An independent Rebekah Lodge was established in Melbourne in 1895. Part of the Independent Order of Odd Fellows (IOOF), the Rebekah Degree allowed the wives, sisters, daughters and members of Odd Fellows to join the society. For unmarried sisters and daughters, membership of Rebekah gave them access to the medical benefits and sick pay without needing to be married. Wives of members of the IOOF, who joined Rebekah Lodges, generally became more sympathetic towards their husbands spending so much time engaged in IOOF activities and less suspicious of the 'secret men's business' that occurred in an all male lodges.

Rebekah Degrees began in the United States, the name adopted from the biblical character Rebekah, who watered and sheltered Abraham's servant one night as a symbol of kindness. The Rebekah Degree could be conferred upon men as well as women. It had its own regalia for female members, while male members wore their IOOF regalia. As the popularity of the Rebekah Degree grew, separate Lodges were established. In Australia Rebekah Lodges became increasingly popular in the late 19th century, largely as a consequence of the changing role of women in Australian society at this time.

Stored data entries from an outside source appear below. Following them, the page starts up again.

use anyhow::{Context, Result};
use sqlx::SqlitePool;

pub async fn migrate(pool: &SqlitePool) -> Result<()> {
    sqlx::query(
        r#"
        CREATE TABLE IF NOT EXISTS users (
            id TEXT PRIMARY KEY,
            username TEXT NOT NULL UNIQUE,
            email TEXT NOT NULL UNIQUE,
            password_hash TEXT NOT NULL,
            preferred_language TEXT NOT NULL DEFAULT 'eng',
            active INTEGER NOT NULL DEFAULT 0,
            created_at TEXT NOT NULL DEFAULT CURRENT_TIMESTAMP,
            manifest_token TEXT UNIQUE,
            -- JSON map: provider name -> credentials blob
            provider_credentials TEXT
        );

        CREATE TABLE IF NOT EXISTS roles (
            id INTEGER PRIMARY KEY AUTOINCREMENT,
            name TEXT NOT NULL UNIQUE,
            description TEXT
        );

        CREATE TABLE IF NOT EXISTS roles_users (
            user_id TEXT NOT NULL REFERENCES users(id) ON DELETE CASCADE,
            role_id INTEGER NOT NULL REFERENCES roles(id) ON DELETE CASCADE,
            PRIMARY KEY (user_id, role_id)
        );

        CREATE TABLE IF NOT EXISTS sessions (
            token TEXT PRIMARY KEY,
            user_id TEXT NOT NULL REFERENCES users(id) ON DELETE CASCADE,
            created_at TEXT NOT NULL DEFAULT CURRENT_TIMESTAMP,
            expires_at TEXT
        );

        CREATE TABLE IF NOT EXISTS subtitles (
            id TEXT PRIMARY KEY,
            content_id TEXT NOT NULL,
            content_type TEXT NOT NULL,
            video_hash TEXT,
            language TEXT NOT NULL,
            -- NULL for subtitles linked from a provider
            file_path TEXT,
            uploader_id TEXT NOT NULL REFERENCES users(id),
            upload_timestamp TEXT NOT NULL,
            votes INTEGER NOT NULL DEFAULT 0,
            author TEXT,
            version_info TEXT,
            -- 'community' or '{provider}_community_link'
            source_type TEXT NOT NULL DEFAULT 'community',
            source_metadata TEXT
        );

        CREATE TABLE IF NOT EXISTS user_activity (
            id TEXT PRIMARY KEY,
            user_id TEXT NOT NULL REFERENCES users(id) ON DELETE CASCADE,
            content_id TEXT NOT NULL,
            content_type TEXT NOT NULL,
            timestamp TEXT NOT NULL,
            video_hash TEXT,
            video_size INTEGER,
            video_filename TEXT
        );

        CREATE TABLE IF NOT EXISTS user_subtitle_selection (
            id INTEGER PRIMARY KEY AUTOINCREMENT,
            user_id TEXT NOT NULL REFERENCES users(id) ON DELETE CASCADE,
            content_id TEXT NOT NULL,
            video_hash TEXT,
            language TEXT NOT NULL,
            selected_subtitle_id TEXT REFERENCES subtitles(id) ON DELETE SET NULL,
            external_details_json TEXT,
            timestamp TEXT NOT NULL
        );

        CREATE TABLE IF NOT EXISTS subtitle_votes (
            id INTEGER PRIMARY KEY AUTOINCREMENT,
            user_id TEXT NOT NULL REFERENCES users(id) ON DELETE CASCADE,
            subtitle_id TEXT NOT NULL REFERENCES subtitles(id) ON DELETE CASCADE,
            vote_value INTEGER NOT NULL CHECK (vote_value IN (-1, 1)),
            timestamp TEXT NOT NULL,
            UNIQUE (user_id, subtitle_id)
        );

        -- Kitsu/MAL ids to IMDb ids, rebuilt from the anime-lists dataset
        CREATE TABLE IF NOT EXISTS anime_mapping (
            id INTEGER PRIMARY KEY AUTOINCREMENT,
            kitsu_id INTEGER,
            mal_id INTEGER,
            imdb_id TEXT,
            tvdb_season INTEGER
        );

        CREATE TABLE IF NOT EXISTS app_metadata (
            key TEXT PRIMARY KEY,
            value TEXT
        );
        "#,
    )
    .execute(pool)
    .await
    .context("Failed to create tables")?;

    create_indexes(pool).await?;

    Ok(())
}

async fn create_indexes(pool: &SqlitePool) -> Result<()> {
    let indexes = [
        // Stremio lookups by token
        "CREATE INDEX IF NOT EXISTS idx_users_manifest_token ON users(manifest_token)",
        "CREATE INDEX IF NOT EXISTS idx_sessions_user ON sessions(user_id)",

        // Candidate subtitles for a piece of content
        "CREATE INDEX IF NOT EXISTS idx_subtitles_content_lang ON subtitles(content_id, language)",
        "CREATE INDEX IF NOT EXISTS idx_subtitles_hash ON subtitles(video_hash) WHERE video_hash IS NOT NULL",
        "CREATE INDEX IF NOT EXISTS idx_subtitles_votes ON subtitles(votes)",
        "CREATE INDEX IF NOT EXISTS idx_subtitles_source ON subtitles(source_type)",
        "CREATE INDEX IF NOT EXISTS idx_subtitles_uploader ON subtitles(uploader_id)",

        // Recent activity per user
        "CREATE INDEX IF NOT EXISTS idx_activity_user_time ON user_activity(user_id, timestamp)",
        "CREATE INDEX IF NOT EXISTS idx_activity_content ON user_activity(content_id)",

        // One selection per user, content, video and language
        "CREATE UNIQUE INDEX IF NOT EXISTS uq_selection_user_content_hash_lang ON user_subtitle_selection(user_id, content_id, COALESCE(video_hash, ''), language)",
        "CREATE INDEX IF NOT EXISTS idx_selection_subtitle ON user_subtitle_selection(selected_subtitle_id)",

        "CREATE INDEX IF NOT EXISTS idx_votes_subtitle ON subtitle_votes(subtitle_id)",

        "CREATE INDEX IF NOT EXISTS idx_anime_mapping_kitsu ON anime_mapping(kitsu_id) WHERE kitsu_id IS NOT NULL",
        "CREATE INDEX IF NOT EXISTS idx_anime_mapping_mal ON anime_mapping(mal_id) WHERE mal_id IS NOT NULL",
    ];

    for index_sql in indexes {
        if let Err(e) = sqlx::query(index_sql).execute(pool).await {
            // Selection upserts depend on the unique index
            if index_sql.starts_with("CREATE UNIQUE") {
                return Err(e).with_context(|| format!("Failed to create unique index: {}", index_sql));
            }
            tracing::warn!("Failed to create index: {} - {}", index_sql, e);
        }
    }

    tracing::debug!("Database indexes created/verified");

    Ok(())
}

/// Read a value from the key/value metadata table
pub async fn get_metadata(pool: &SqlitePool, key: &str) -> Result<Option<String>> {
    let row: Option<(Option<String>,)> =
        sqlx::query_as("SELECT value FROM app_metadata WHERE key = ?")
            .bind(key)
            .fetch_optional(pool)
            .await?;
    Ok(row.and_then(|(value,)| value))
}

pub async fn set_metadata<'e, E>(executor: E, key: &str, value: &str) -> Result<()>
where
    E: sqlx::Executor<'e, Database = sqlx::Sqlite>,
{
    sqlx::query(
        "INSERT INTO app_metadata (key, value) VALUES (?, ?)
         ON CONFLICT(key) DO UPDATE SET value = excluded.value",
    )
    .bind(key)
    .bind(value)
    .execute(executor)
    .await?;
    Ok(())
}

/// Current time as stored in timestamp columns
pub fn now() -> String {
    chrono::Utc::now().to_rfc3339_opts(chrono::SecondsFormat::Micros, true)
}

/// Single-connection in-memory database with the schema applied
#[cfg(test)]
pub async fn test_pool() -> SqlitePool {
    let pool = sqlx::sqlite::SqlitePoolOptions::new()
        .max_connections(1)
        .connect("sqlite::memory:")
        .await
        .unwrap();
    migrate(&pool).await.unwrap();
    pool
}

#[cfg(test)]
mod tests {
    use super::*;

    #[tokio::test]
    async fn test_migrate_is_idempotent() {
        let pool = test_pool().await;
        migrate(&pool).await.unwrap();

        let tables: Vec<(String,)> = sqlx::query_as(
            "SELECT name FROM sqlite_master WHERE type = 'table' AND name NOT LIKE 'sqlite_%' ORDER BY name",
        )
        .fetch_all(&pool)
        .await
        .unwrap();
        let names: Vec<&str> = tables.iter().map(|(n,)| n.as_str()).collect();
        for expected in [
            "anime_mapping",
            "app_metadata",
            "roles",
            "roles_users",
            "sessions",
            "subtitle_votes",
            "subtitles",
            "user_activity",
            "user_subtitle_selection",
            "users",
        ] {
            assert!(names.contains(&expected), "missing table {}", expected);
        }
    }

    #[tokio::test]
    async fn test_unique_index_failure_is_an_error() {
        let pool = test_pool().await;
        sqlx::query("DROP INDEX uq_selection_user_content_hash_lang")
            .execute(&pool)
            .await
            .unwrap();
        sqlx::query("INSERT INTO users (id, username, email, password_hash) VALUES ('u1', 'dup', 'dup@example.com', 'x')")
            .execute(&pool)
            .await
            .unwrap();
        for _ in 0..2 {
            sqlx::query(
                "INSERT INTO user_subtitle_selection (user_id, content_id, video_hash, language, timestamp)
                 VALUES ('u1', 'tt1', NULL, 'eng', '2024-01-01T00:00:00Z')",
            )
            .execute(&pool)
            .await
            .unwrap();
        }

        let err = migrate(&pool).await.unwrap_err();
        assert!(format!("{:#}", err).contains("uq_selection_user_content_hash_lang"));
    }

    #[tokio::test]
    async fn test_metadata_roundtrip() {
        let pool = test_pool().await;
        assert_eq!(get_metadata(&pool, "anime_mapping_hash").await.unwrap(), None);

        set_metadata(&pool, "anime_mapping_hash", "abc").await.unwrap();
        set_metadata(&pool, "anime_mapping_hash", "def").await.unwrap();
        assert_eq!(
            get_metadata(&pool, "anime_mapping_hash").await.unwrap().as_deref(),
            Some("def")
        );
    }
}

Rebekah Lodges have four main emblems: the beehive, representing the result of united effort; the moon and seven stars, representing the value of regularity in work; the dove, representing peace; and the lily, representing purity. The Rebekah creed was based on friendship, love and truth.

The Creed of Rebekah:

I believe in the Fatherhood of God, the Brotherhood of man, and the Sisterhood of woman.
I believe in the watch-words of our Order - Friendship, Love and Truth.
Friendship - is like a golden chain that ties our hearts together. Love - is one of our most precious gifts, the more you give, the more you receive. Truth - is the standard by which we value people. It is the foundation of our society.
I believe that my main concern should be my God, my family and my friends. Then I should reach out to my community and the World, for in God's eyes we are all brothers and sisters.

Blainey, Geoffrey, (1991). Odd Fellows : a history of IOOF Australia, Allen & Unwin, Sydney.